Dossier réalisé par Chloé Toufflet, Elise Lemoing et Katia Soubeste
Le dimanche 13 novembre, la commune de La Ferrière-aux-Étangs assiste à la bénédiction d’un nouveau drapeau pour les fêtes commémoratives.
La cérémonie du dimanche 13 novembre n’était pas comme les autres à La Ferrière-aux-Étangs, dans l’Orne. Enzo Lefèbvre, jeune porte-drapeau depuis trois ans, a reçu le drapeau officiel ainsi que la médaille des porte-drapeaux. Après la cérémonie au monument aux morts, le drapeau est béni lors d’une cérémonie religieuse à l’église de la commune. Les communes de La Coulonche, Le Chattelier et Messei se sont jointes aux cérémonies dirigées par la musique de la fanfare de Messei «L’Indépendante».
Philippe Viau, 50 ans, trésorier de l’Association des Anciens Combattants de La Ferrière-aux-Etangs (Orne) et ancien casque bleu de l’ONU, œuvre depuis treize ans pour que le devoir de mémoire reste essentiel dans l’éducation des plus jeunes.
Quel est votre parcours ?
J’ai commencé mon service militaire en 1994 puis j’ai signé en 1995 un VSL (Volontariat Service Long). La même année, je me suis porté volontaire pour partir en ex-Yougoslavie pendant 4 mois et demi sur l’aéroport de Sarajevo. J’ai terminé mon service en 1996 avant de retourner dans le civil, où je suis maintenant conducteur de lignes en usine.

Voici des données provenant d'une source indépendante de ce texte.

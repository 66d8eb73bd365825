//! RCON client with a dedicated broadcast connection.
//! See the documentation for [`Client`] for more information.

mod client;
mod config;
mod connection;
pub mod filter;
mod heartbeat;
mod listener;
#[cfg(test)]
mod mock;
pub mod packet;
mod reconnect;
mod session;

use std::time::Duration;

pub use client::Client;
pub use config::{BroadcastHandler, ClientConfig, DisconnectHandler};
pub use filter::BroadcastFilter;
pub use packet::{Frame, PacketType, Payload, Response};
pub use reconnect::ReconnectPolicy;

/// Largest body a client may send; keeps `length` within 4096.
const MAX_BODY_SERVERBOUND: usize = 4096 - packet::EMPTY_PACKET_LEN;
/// Largest body accepted from a server.
const MAX_BODY_CLIENTBOUND: usize = 1024 * 1024 - packet::EMPTY_PACKET_LEN;

/// Command sent by the heartbeat.
pub const HEARTBEAT_COMMAND: &str = "Alive";
const DEFAULT_HEARTBEAT_INTERVAL: Duration = Duration::from_secs(30);
const DIAL_TIMEOUT: Duration = Duration::from_secs(10);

Qu’est ce que l’Association des Anciens Combattants et pourquoi l’avoir rejointe ?
Il n’est pas facile d’expliquer ce qu’est l’Association. Elle regroupe les personnes ayant fait leur service militaire et ayant combattu, et maintenant ceux ayant fait le SNU (Service National Universel) ou la JDC (Journée Défense et Citoyenneté). Quant à moi, j’ai rejoint l’association parce que j’avais le droit à la Croix du Combattant. Quand on m’a proposé de l’intégrer, j’ai accepté.
Que met en place l’association pour le devoir de mémoire ?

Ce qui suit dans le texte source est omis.